# EXERCISE OBJECTIVE:
Reproduce the entries below exactly, but only from the line containing "pub struct GetResponse" to the line containing "let request_id = pdu.read_integer()?;", inclusive.

[Stored data]
○ ○ ○ ○ ○ ○ ○
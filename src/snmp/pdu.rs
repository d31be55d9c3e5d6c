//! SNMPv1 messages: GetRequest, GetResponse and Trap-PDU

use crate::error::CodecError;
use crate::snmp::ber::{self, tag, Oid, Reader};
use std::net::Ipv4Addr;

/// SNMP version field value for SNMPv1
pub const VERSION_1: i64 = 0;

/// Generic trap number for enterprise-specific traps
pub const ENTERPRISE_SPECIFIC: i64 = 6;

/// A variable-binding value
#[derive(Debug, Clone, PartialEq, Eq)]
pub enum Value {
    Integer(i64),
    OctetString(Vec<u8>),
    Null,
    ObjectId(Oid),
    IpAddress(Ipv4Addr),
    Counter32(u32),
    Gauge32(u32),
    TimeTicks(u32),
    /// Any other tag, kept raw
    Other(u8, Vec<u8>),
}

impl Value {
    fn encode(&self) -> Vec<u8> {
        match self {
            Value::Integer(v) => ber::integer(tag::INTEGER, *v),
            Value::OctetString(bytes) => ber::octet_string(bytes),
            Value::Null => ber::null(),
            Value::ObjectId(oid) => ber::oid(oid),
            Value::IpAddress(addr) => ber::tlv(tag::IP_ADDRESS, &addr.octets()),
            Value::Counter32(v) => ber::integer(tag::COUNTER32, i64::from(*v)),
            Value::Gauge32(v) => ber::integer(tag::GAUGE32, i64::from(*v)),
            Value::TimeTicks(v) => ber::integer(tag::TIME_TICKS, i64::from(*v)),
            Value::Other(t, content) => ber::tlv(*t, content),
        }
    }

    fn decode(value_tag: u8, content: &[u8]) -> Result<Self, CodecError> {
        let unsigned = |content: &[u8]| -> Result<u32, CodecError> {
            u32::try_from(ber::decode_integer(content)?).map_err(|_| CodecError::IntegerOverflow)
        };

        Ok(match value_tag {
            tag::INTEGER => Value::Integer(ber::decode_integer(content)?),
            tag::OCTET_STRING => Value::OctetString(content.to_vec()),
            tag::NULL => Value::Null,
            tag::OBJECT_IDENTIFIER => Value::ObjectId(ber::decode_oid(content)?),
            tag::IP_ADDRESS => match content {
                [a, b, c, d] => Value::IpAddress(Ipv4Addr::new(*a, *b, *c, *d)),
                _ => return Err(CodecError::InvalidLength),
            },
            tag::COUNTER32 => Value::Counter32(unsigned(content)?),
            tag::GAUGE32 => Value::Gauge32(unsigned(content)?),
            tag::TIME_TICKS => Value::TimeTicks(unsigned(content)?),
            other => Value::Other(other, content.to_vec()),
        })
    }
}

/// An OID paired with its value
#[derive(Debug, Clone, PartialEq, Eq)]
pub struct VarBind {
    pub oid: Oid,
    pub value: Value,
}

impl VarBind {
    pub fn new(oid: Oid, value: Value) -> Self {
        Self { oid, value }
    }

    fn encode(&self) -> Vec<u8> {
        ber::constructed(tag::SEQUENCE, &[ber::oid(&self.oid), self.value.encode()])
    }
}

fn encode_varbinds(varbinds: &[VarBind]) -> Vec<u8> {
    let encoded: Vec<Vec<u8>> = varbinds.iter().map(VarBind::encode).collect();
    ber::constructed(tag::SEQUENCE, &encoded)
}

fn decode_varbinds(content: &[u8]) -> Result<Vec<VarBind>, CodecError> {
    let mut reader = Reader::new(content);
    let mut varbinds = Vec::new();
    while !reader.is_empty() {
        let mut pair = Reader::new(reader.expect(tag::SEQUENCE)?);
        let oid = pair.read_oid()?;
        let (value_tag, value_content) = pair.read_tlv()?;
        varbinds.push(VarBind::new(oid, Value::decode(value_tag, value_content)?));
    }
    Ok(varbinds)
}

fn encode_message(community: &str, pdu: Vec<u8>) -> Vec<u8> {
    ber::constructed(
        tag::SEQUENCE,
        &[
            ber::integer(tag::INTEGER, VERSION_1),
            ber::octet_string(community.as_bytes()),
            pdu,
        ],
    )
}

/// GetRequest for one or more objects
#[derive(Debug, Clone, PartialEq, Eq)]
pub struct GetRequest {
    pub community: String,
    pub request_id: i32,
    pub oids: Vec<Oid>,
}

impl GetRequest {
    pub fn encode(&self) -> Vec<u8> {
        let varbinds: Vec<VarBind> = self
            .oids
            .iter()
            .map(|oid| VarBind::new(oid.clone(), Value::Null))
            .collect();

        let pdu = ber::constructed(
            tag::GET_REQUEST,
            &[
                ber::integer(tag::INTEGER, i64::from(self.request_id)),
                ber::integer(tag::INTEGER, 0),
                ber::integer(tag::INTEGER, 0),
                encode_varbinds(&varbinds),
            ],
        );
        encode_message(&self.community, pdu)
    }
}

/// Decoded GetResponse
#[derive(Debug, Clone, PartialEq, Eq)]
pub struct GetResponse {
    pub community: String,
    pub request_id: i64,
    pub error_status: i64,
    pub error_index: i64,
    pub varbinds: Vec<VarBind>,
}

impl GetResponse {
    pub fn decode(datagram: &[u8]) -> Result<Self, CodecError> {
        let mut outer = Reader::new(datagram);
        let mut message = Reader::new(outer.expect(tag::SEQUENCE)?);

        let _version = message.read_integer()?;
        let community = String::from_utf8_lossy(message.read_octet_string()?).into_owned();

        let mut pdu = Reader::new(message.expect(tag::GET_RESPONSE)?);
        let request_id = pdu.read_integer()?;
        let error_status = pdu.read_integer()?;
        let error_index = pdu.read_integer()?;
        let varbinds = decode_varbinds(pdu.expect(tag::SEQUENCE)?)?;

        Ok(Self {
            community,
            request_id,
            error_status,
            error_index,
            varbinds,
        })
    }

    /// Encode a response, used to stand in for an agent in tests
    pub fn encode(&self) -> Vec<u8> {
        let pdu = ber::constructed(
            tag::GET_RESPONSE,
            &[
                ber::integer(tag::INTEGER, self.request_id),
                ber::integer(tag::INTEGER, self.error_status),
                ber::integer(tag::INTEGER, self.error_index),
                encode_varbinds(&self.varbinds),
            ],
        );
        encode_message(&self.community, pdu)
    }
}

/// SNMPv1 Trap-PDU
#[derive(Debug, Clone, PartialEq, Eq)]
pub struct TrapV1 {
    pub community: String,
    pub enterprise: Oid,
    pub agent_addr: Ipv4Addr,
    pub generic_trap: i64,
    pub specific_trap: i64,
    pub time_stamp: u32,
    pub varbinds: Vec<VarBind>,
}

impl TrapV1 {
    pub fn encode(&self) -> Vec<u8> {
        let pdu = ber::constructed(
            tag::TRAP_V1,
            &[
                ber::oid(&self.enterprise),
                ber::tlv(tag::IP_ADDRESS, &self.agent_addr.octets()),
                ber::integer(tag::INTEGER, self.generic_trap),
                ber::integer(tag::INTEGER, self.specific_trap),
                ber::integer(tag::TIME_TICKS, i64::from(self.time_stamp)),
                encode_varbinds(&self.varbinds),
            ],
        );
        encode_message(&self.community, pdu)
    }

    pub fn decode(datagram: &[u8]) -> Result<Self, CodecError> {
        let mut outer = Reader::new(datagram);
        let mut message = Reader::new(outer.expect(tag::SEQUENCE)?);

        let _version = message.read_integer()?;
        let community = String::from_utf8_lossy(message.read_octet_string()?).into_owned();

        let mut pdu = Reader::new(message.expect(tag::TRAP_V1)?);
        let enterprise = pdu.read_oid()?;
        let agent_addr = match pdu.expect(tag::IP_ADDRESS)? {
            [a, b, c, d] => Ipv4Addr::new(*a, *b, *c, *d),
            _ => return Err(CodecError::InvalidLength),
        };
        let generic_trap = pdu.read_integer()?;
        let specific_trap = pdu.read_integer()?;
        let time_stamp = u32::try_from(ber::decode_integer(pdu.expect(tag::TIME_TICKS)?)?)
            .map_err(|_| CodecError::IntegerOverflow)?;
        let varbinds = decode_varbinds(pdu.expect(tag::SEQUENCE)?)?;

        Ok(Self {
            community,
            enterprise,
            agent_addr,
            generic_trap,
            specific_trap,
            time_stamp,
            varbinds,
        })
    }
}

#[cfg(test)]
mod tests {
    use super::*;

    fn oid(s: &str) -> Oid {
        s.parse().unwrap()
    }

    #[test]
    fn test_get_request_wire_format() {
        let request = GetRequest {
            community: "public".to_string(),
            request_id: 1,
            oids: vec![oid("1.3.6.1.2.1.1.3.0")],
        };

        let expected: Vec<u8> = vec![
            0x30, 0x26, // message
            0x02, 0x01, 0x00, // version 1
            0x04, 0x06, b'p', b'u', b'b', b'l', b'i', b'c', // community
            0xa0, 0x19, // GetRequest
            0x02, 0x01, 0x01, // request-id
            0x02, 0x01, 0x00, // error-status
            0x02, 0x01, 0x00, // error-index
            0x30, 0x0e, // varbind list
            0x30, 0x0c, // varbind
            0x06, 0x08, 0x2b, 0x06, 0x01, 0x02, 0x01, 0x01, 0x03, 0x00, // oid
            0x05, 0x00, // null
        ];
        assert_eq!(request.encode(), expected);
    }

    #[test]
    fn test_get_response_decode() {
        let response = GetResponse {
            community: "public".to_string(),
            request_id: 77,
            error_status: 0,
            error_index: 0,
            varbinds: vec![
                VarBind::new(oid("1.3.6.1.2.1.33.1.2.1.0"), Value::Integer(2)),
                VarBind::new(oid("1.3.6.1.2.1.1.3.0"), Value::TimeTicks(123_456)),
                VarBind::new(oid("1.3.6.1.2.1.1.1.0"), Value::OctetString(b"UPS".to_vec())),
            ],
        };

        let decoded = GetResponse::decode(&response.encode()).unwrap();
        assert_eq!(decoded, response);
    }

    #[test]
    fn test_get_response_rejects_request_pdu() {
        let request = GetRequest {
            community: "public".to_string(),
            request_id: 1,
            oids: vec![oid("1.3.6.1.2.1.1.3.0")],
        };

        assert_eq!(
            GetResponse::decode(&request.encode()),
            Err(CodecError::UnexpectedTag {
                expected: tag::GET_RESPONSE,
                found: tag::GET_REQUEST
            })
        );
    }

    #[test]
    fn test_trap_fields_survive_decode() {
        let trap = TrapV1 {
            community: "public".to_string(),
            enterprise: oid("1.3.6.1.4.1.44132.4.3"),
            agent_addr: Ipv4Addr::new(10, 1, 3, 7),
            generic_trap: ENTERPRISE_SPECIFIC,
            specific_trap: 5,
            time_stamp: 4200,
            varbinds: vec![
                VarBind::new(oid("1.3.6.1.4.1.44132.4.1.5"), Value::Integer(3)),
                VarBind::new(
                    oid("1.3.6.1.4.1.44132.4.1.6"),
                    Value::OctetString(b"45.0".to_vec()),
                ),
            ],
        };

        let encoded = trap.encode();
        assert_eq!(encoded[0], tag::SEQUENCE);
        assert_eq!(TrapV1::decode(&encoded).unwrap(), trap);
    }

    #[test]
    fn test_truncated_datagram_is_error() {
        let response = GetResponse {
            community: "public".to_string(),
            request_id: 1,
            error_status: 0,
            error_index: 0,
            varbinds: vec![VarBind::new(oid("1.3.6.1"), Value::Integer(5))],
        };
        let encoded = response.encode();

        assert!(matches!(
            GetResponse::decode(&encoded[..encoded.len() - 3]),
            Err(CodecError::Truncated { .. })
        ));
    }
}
○ ○ ○ ○ ○ ○ ○
# REPLY TO THE EXERCISE:
pub struct GetResponse {
    pub community: String,
    pub request_id: i64,
    pub error_status: i64,
    pub error_index: i64,
    pub varbinds: Vec<VarBind>,
}

impl GetResponse {
    pub fn decode(datagram: &[u8]) -> Result<Self, CodecError> {
        let mut outer = Reader::new(datagram);
        let mut message = Reader::new(outer.expect(tag::SEQUENCE)?);

        let _version = message.read_integer()?;
        let community = String::from_utf8_lossy(message.read_octet_string()?).into_owned();

        let mut pdu = Reader::new(message.expect(tag::GET_RESPONSE)?);
        let request_id = pdu.read_integer()?;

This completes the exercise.